In fact, the park said in a news release this month, Canyon rangers have had to respond to several recent interactions between humans and animals. One of those interactions resulted in "serious, but not life-threatening" injuries to a visitor, the park said.

Park officials noted that the national park lacks fences to separate people from wildlife. On the South Rim, that often means close encounters with elk, which are drawn by the presence of food and water. In spring and summer, female elk can become protective of their calves, while male elk are aggressive during the fall breeding season, the park said.

Other animals, including squirrels and ravens, can also pose a threat when they approach people in search of food. Occasionally, visitors' hands are bitten by these animals.

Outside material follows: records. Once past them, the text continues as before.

use crate::numbers;
use std::fmt::{Debug, Formatter};

/// The sixteen LC-3 operations, selected by the top 4 bits of an instruction.
#[repr(u8)]
#[derive(enumn::N, Debug, Copy, Clone, PartialEq, Eq)]
pub enum Opcode {
    Br = 0b0000,
    Add = 0b0001,
    Ld = 0b0010,
    St = 0b0011,
    Jsr = 0b0100,
    And = 0b0101,
    Ldr = 0b0110,
    Str = 0b0111,
    Rti = 0b1000,
    Not = 0b1001,
    Ldi = 0b1010,
    Sti = 0b1011,
    Jmp = 0b1100,
    Res = 0b1101,
    Lea = 0b1110,
    Trap = 0b1111,
}

/// Wrapper for LC-3 u16 instruction.
/// format is: `OOOO_DDD_P_PPPP_PPPP`
#[derive(Copy, Clone, PartialEq, Eq)]
pub struct Instruction(u16);

impl Instruction {
    /// Gives the value of only the specified bit range.
    ///
    /// # Parameters
    /// - `from`: starting index
    /// - `to`: end index (inclusive), mut be greater or equal to `from`
    ///
    /// # Panics
    /// - asserts that to is greater or equal from and both are valid indexes
    #[must_use]
    pub fn get_bit_range(self, from: u8, to: u8) -> u16 {
        debug_assert!(
            to >= from,
            "wrong direction of from: {from:?} and to: {to:?}"
        );
        debug_assert!(
            (0..u16::BITS).contains(&u32::from(to)),
            "index: {to:?} to u16 is greater than maximum value {:?}",
            u16::BITS - 1
        );
        let width = to - from + 1;
        if width >= 16 {
            return self.0;
        }
        (self.0 >> from) & ((0b1 << width) - 1)
    }
    /// Gives the value of a bit range of at most 8 bits as u8.
    /// See [`Instruction::get_bit_range()`]
    #[must_use]
    pub fn get_bit_range_u8(self, from: u8, to: u8) -> u8 {
        debug_assert!(to - from < 8, "bit range {from}..={to} does not fit into u8");
        self.get_bit_range(from, to).to_le_bytes()[0]
    }
    #[must_use]
    pub fn get_bit(self, index: u8) -> bool {
        self.get_bit_range(index, index) & 1 != 0
    }
    #[must_use]
    pub fn op_code(self) -> u8 {
        self.get_bit_range_u8(12, 15)
    }
    #[must_use]
    pub fn opcode(self) -> Opcode {
        // all 16 values of a 4 bit field are defined
        Opcode::n(self.op_code()).unwrap_or(Opcode::Res)
    }
    /// Destination register for loads and arithmetic, source register for stores.
    #[must_use]
    pub fn dr_number(self) -> u8 {
        self.get_bit_range_u8(9, 11)
    }
    #[must_use]
    pub fn sr1_number(self) -> u8 {
        self.get_bit_range_u8(6, 8)
    }
    #[must_use]
    pub fn base_r_number(self) -> u8 {
        self.sr1_number()
    }
    #[must_use]
    pub fn sr2_number(self) -> u8 {
        self.get_bit_range_u8(0, 2)
    }
    #[must_use]
    pub fn is_immediate(self) -> bool {
        self.get_bit(5)
    }
    /// Sign extended `imm5` field.
    #[must_use]
    pub fn get_immediate(self) -> u16 {
        numbers::sign_extend(self.get_bit_range(0, 4), 5)
    }
    /// Offset in the lowest `len` bits, sign extended to 16 bits.
    /// Added with wrapping arithmetic it acts as a signed offset.
    #[must_use]
    pub fn pc_offset(self, len: u8) -> u16 {
        numbers::sign_extend(self.get_bit_range(0, len - 1), len)
    }
    #[must_use]
    pub fn trap_vector(self) -> u8 {
        self.get_bit_range_u8(0, 7)
    }
}

impl Debug for Instruction {
    fn fmt(&self, f: &mut Formatter<'_>) -> std::fmt::Result {
        write!(
            f,
            "Op: {:?}, DR: {:03b}, PC_Off: {}",
            self.opcode(),
            self.dr_number(),
            numbers::twos_complement_to_decimal(self.pc_offset(9))
        )
    }
}

impl From<u16> for Instruction {
    fn from(bits: u16) -> Self {
        Self(bits)
    }
}

#[expect(clippy::unusual_byte_groupings)]
#[cfg(test)]
mod tests {
    use super::*;
    use googletest::prelude::*;

    #[gtest]
    pub fn test_instr_get_bit_range_valid() {
        let sut = Instruction::from(0b1010_101_001010101);
        expect_that!(sut.op_code(), eq(0b1010));
        expect_that!(sut.opcode(), eq(Opcode::Ldi));
        expect_that!(sut.dr_number(), eq(0b101));
        expect_that!(sut.pc_offset(9), eq(0b0_0101_0101));

        // Add: DR: 3, SR1: 2, Immediate: false, SR2: 1
        let sut = Instruction::from(0b0001_011_010_0_00_001);
        expect_that!(sut.opcode(), eq(Opcode::Add));
        expect_that!(sut.dr_number(), eq(3));
        expect_that!(sut.sr1_number(), eq(2));
        expect_that!(sut.sr2_number(), eq(1));
        expect_that!(sut.is_immediate(), eq(false));

        // Add: DR: 7, SR1: 0, Immediate: true, imm5: 14
        let sut = Instruction::from(0b0001_111_000_1_01110);
        expect_that!(sut.dr_number(), eq(7));
        expect_that!(sut.sr1_number(), eq(0));
        expect_that!(sut.is_immediate(), eq(true));
        expect_that!(sut.get_immediate(), eq(14));
    }
    #[gtest]
    pub fn test_instr_negative_offsets() {
        // imm5: -1
        expect_that!(Instruction::from(0b0001_000_001_1_11111).get_immediate(), eq(0xFFFF));
        // offset9: -0x44
        expect_that!(Instruction::from(0b0010_100_1_1011_1100).pc_offset(9), eq(0xFFBC));
        // offset11: -1
        expect_that!(Instruction::from(0b0100_1_111_1111_1111).pc_offset(11), eq(0xFFFF));
    }
    #[gtest]
    pub fn test_instr_trap_vector() {
        let sut = Instruction::from(0xF025);
        expect_that!(sut.opcode(), eq(Opcode::Trap));
        expect_that!(sut.trap_vector(), eq(0x25));
    }
    #[gtest]
    pub fn test_every_opcode_decodes() {
        for op in 0..16u16 {
            let sut = Instruction::from(op << 12);
            expect_that!(sut.opcode() as u16, eq(op));
        }
    }
    #[gtest]
    pub fn test_instr_full_range() {
        expect_that!(Instruction::from(0xBEEF).get_bit_range(0, 15), eq(0xBEEF));
    }
    #[gtest]
    #[should_panic(expected = "wrong direction of from: 2 and to: 1")]
    pub fn test_instr_get_bit_range_wrong_order() {
        let sut = Instruction::from(0b1010_101_101010101);
        let _ = sut.get_bit_range(2, 1);
    }
    #[gtest]
    #[should_panic(expected = "index: 16 to u16 is greater than maximum value 15")]
    pub fn test_instr_get_bit_range_index_too_large() {
        let sut = Instruction::from(0b1010_101_101010101);
        let _ = sut.get_bit_range(2, 16);
    }
}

The park offered the following guidelines for dealing with wildlife at the Canyon:

  • Take your time. Wildlife are more active during dawn or dusk, which also has some of the best lighting for photos.
  • Follow the rule of thumb: If you can cover the entire wild animal with your thumb, you're at a safe distance. This distance is usually 25 yards from most wildlife and 100 yards from large wildlife.
  • Use binoculars or a camera with zoom to view animals from a safe distance. To steady your shot, rest your elbows on your ribcage or knees.
  • Stay quiet and still, and on the safe side of railings. Noise and quick movements can threaten wildlife.
  • Use field guides to help you identify what you're seeing.

The park asked anyone who sees an animal acting aggressively toward people, or people approaching or harassing wildlife, to report the incident to the park's communications center by calling 928-638-7805 (or dialing 911 while in the park).